Emparedada
Por Raquel Miño*
La puerta de hierro avisaba que había sido pintada capa sobre capa. Era pesada y chirrió al abrirse ante el paso resuelto de Soledad, la periodista del diario de la ciudad. Era una profesional enérgica y comprometida, sin embargo al subir la escalera de mármol roto, sintió que las piernas no la sostenían. Se tomó de la baranda mugrienta y grasosa, respiró profundamente y siguió avanzando hasta el puesto de guardia donde tuvo que dejar sus documentos y la cartera. Un agente policial que ni siquiera la miró, quitó los candados de las rejas y recién entonces pudo pasar. Atrás, un golpe seco le anunció que ya había ingresado a ese lugar que parecía una tumba, pero en realidad era una cárcel.

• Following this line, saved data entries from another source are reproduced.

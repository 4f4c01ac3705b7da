use crate::types::ResourceKey;
use thiserror::Error;

#[derive(Debug, Error)]
pub enum ConfigError {
    #[error("invalid pod name pattern: {0}")]
    InvalidPattern(#[from] regex::Error),

    #[error("telegram bot token is required (--telegram-token or TELEGRAM_BOT_TOKEN)")]
    MissingToken,

    #[error("--{0} must be at least 1")]
    EmptyPool(&'static str),

    #[error("failed to load kubeconfig {path}: {source}")]
    Kubeconfig {
        path: String,
        #[source]
        source: kube::config::KubeconfigError,
    },
}

/// Failure while resolving or dispatching a queued key.
#[derive(Debug, Error)]
pub enum ReconcileError {
    #[error("shipping backlog is full, deferring {0}")]
    BacklogFull(ResourceKey),

    #[error("shipper pool is closed, cannot dispatch {0}")]
    ShipperClosed(ResourceKey),
}

#[derive(Debug, Error)]
pub enum SinkError {
    #[error("request to notification sink failed: {0}")]
    Http(#[from] reqwest::Error),

    #[error("notification sink rejected delivery (status {status}): {description}")]
    Rejected { status: u16, description: String },
}

/// Failure while fetching or forwarding one container's logs.
#[derive(Debug, Error)]
pub enum ShipError {
    #[error("failed to open log stream: {0}")]
    Stream(#[from] kube::Error),

    #[error("failed to read log stream: {0}")]
    Read(#[from] std::io::Error),

    #[error("failed to deliver logs: {0}")]
    Sink(#[from] SinkError),
}
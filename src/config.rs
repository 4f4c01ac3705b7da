use crate::cli::Cli;
use crate::error::ConfigError;
use crate::shipper::ShipConfig;
use crate::telegram::TelegramConfig;
use crate::utils::Filters;
use std::path::PathBuf;
use std::time::Duration;

/// Validated runtime configuration, built once from the command line.
#[derive(Debug, Clone)]
pub struct Config {
    pub namespace: String,
    pub label_selector: Option<String>,
    pub kubeconfig: Option<PathBuf>,
    pub ship: ShipConfig,
    pub telegram: TelegramConfig,
    pub workers: usize,
    pub shippers: usize,
    pub ship_backlog: usize,
    pub sync_timeout: Duration,
}

impl Config {
    pub fn from_cli(cli: &Cli) -> Result<Self, ConfigError> {
        let filters = Filters::compile(&cli.pod_name_patterns, &cli.container_name_patterns)?;

        let token = cli
            .telegram_token
            .as_deref()
            .map(str::trim)
            .filter(|t| !t.is_empty())
            .ok_or(ConfigError::MissingToken)?;

        for (flag, value) in [
            ("workers", cli.workers),
            ("shippers", cli.shippers),
            ("ship-backlog", cli.ship_backlog),
        ] {
            if value == 0 {
                return Err(ConfigError::EmptyPool(flag));
            }
        }

        Ok(Self {
            namespace: cli.namespace.clone(),
            label_selector: cli.selector.clone().filter(|s| !s.is_empty()),
            kubeconfig: cli.kubeconfig.clone().filter(|p| !p.as_os_str().is_empty()),
            ship: ShipConfig {
                filters,
                // Negative windows are clamped to zero.
                delay: Duration::from_secs(cli.delay.max(0) as u64),
                tail_lines: cli.tail,
                chat_id: cli.chat_id,
            },
            telegram: TelegramConfig {
                token: token.to_string(),
                api_url: cli.telegram_api_url.clone(),
            },
            workers: cli.workers,
            shippers: cli.shippers,
            ship_backlog: cli.ship_backlog,
            sync_timeout: Duration::from_secs(cli.sync_timeout),
        })
    }
}
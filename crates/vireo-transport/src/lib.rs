//! # Vireo encrypted transport
//!
//! Client-side DNS-over-TLS plumbing for the stub resolver:
//!
//! - [`socket`]: one TLS connection with length-prefixed framing and a
//!   prompt-cancellation handshake.
//! - [`query_map`]: pairs caller message ids with freshly minted
//!   on-wire ids and hands out completion futures.
//! - [`session`]: multiplexes many in-flight queries over one socket,
//!   reconnecting and retrying on transport failure.
//! - [`dispatcher`]: interns one session per (network mark, server
//!   identity) so concurrent callers share a connection.

pub mod dispatcher;
pub mod identity;
pub mod query_map;
pub mod session;
pub mod socket;
pub mod tls;

pub use dispatcher::Dispatcher;
pub use identity::{DotServerConfig, ServerIdentity, PROTOCOL_DOT};
pub use query_map::{QueryMap, RecordedQuery, MAX_TRIES};
pub use session::DotSession;
pub use socket::{DotSocket, SocketEvent, SocketState};

use bytes::Bytes;
use thiserror::Error;

/// Transport-level failure.
#[derive(Error, Debug)]
pub enum TransportError {
    /// TLS configuration could not be built.
    #[error("tls configuration: {0}")]
    TlsConfig(String),

    /// The TLS handshake failed or was cancelled.
    #[error("handshake with {server}: {reason}")]
    Handshake {
        /// Server address.
        server: String,
        /// Failure detail.
        reason: String,
    },

    /// Socket-level I/O failure.
    #[error(transparent)]
    Io(#[from] std::io::Error),
}

/// Result alias for transport operations.
pub type Result<T> = std::result::Result<T, TransportError>;

/// Final outcome of one multiplexed query.
#[derive(Debug, Clone, PartialEq, Eq)]
pub enum QueryResult {
    /// A response arrived; bytes carry the caller's original id.
    Success(Bytes),
    /// The transport failed and the retry budget is spent.
    NetworkError,
    /// A resource limit was hit (id space exhausted); not retried.
    InternalError,
}
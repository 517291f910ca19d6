//! # Vireo
//!
//! An on-device stub DNS resolver service. Applications hand it
//! hostnames or raw DNS queries; it resolves them against the
//! configured network's upstream servers — over DNS-over-TLS when the
//! network's private DNS mode calls for it — caches the answers, and
//! synthesizes NAT64 addresses on IPv6-only networks.
//!
//! This crate is the service layer: the configuration surface the
//! platform drives, the event-listener registry, and log-severity
//! control. The resolution machinery lives in `vireo-resolver` and its
//! sibling crates.

pub mod events;
pub mod log;
pub mod service;

pub use events::{EventListener, QueryEvent};
pub use log::LogSeverity;
pub use service::{ResolverInfo, ResolverService, SetConfigurationRequest, NETID_USE_LOCAL_NAMESERVERS};

pub use vireo_resolver::{
    AddressFamily, PrivateDnsMode, QueryFlags, ResolverError, ValidationObserver,
    ValidationState,
};
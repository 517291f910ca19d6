//! Wire format errors.

use thiserror::Error;

/// Error produced while encoding or decoding a DNS message.
#[derive(Error, Debug, Clone, PartialEq, Eq)]
pub enum Error {
    /// Ran off the end of the message buffer.
    #[error("unexpected end of message at offset {offset}")]
    UnexpectedEof {
        /// Offset at which more data was required.
        offset: usize,
    },

    /// A label exceeded the 63-octet limit.
    #[error("label of {length} octets exceeds the 63 octet limit")]
    LabelTooLong {
        /// Offending label length.
        length: usize,
    },

    /// A name exceeded the 255-octet wire limit.
    #[error("name of {length} octets exceeds the 255 octet limit")]
    NameTooLong {
        /// Offending name length.
        length: usize,
    },

    /// A compression pointer did not point strictly backwards.
    ///
    /// Forward (or self-referential) pointers are how compression
    /// loops are built, so they are rejected outright.
    #[error("compression pointer at offset {offset} targets {target} (not backwards)")]
    BadCompressionPointer {
        /// Offset of the pointer.
        offset: usize,
        /// Target the pointer named.
        target: usize,
    },

    /// Reserved label type bits (0x40/0x80) were set.
    #[error("invalid label type 0x{value:02x} at offset {offset}")]
    BadLabelType {
        /// Offset of the length octet.
        offset: usize,
        /// The offending length octet.
        value: u8,
    },

    /// A textual name could not be converted to wire format.
    #[error("invalid domain name {0:?}")]
    BadName(String),

    /// The message is shorter than its header claims.
    #[error("message truncated: need {needed} octets, have {available}")]
    Truncated {
        /// Octets required.
        needed: usize,
        /// Octets present.
        available: usize,
    },
}

/// Result alias for wire operations.
pub type Result<T> = std::result::Result<T, Error>;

Lo primero que percibió fue el olor a guiso recalentado, mezclado con lo que de ahora en más reconocería como la fetidez que tiene el encierro. Mientras avanzaba escuchó algunos gritos aislados, música de cumbia y el llanto de un bebé.
¿Qué estoy haciendo acá? se preguntó Soledad mirando las paredes sucias del pasillo que la conducía al interior del penal. Dio vueltas la cabeza pero la reja, otra vez con candado, le avisó que no podía volver atrás. Creyó que el agente policial, ahora parado con sus brazos cruzados, le sonreía con desprecio. Este debe creer que soy una pobre boluda, que me metí acá adentro para hacer un reportaje y que no tengo ni idea de lo que voy a ver, pensó levantando la cabeza... y tiene razón, no sé que estoy haciendo.
Llegó hasta un cuarto donde una guardiacárcel que no respondió a su saludo se le acercó y le palpó el pecho y las piernas.
- Dése vuelta - le dijo con voz ronca.
Después de recorrerle la espalda con sus manos, le dijo: sígame.
-Vengo a ver a...
- Ya sé - le dijo la mujer sin mirarla- , viene por Acosta.
Regina Acosta la estaba esperando con un cigarrillo en la boca. Alta, sin tetas y sin caderas marcadas, la miró con indiferencia y la saludó con recelo. Se acomodó el cabello largo y teñido de tres rubios diferentes y clavó sus ojos en los anteojos de Soledad.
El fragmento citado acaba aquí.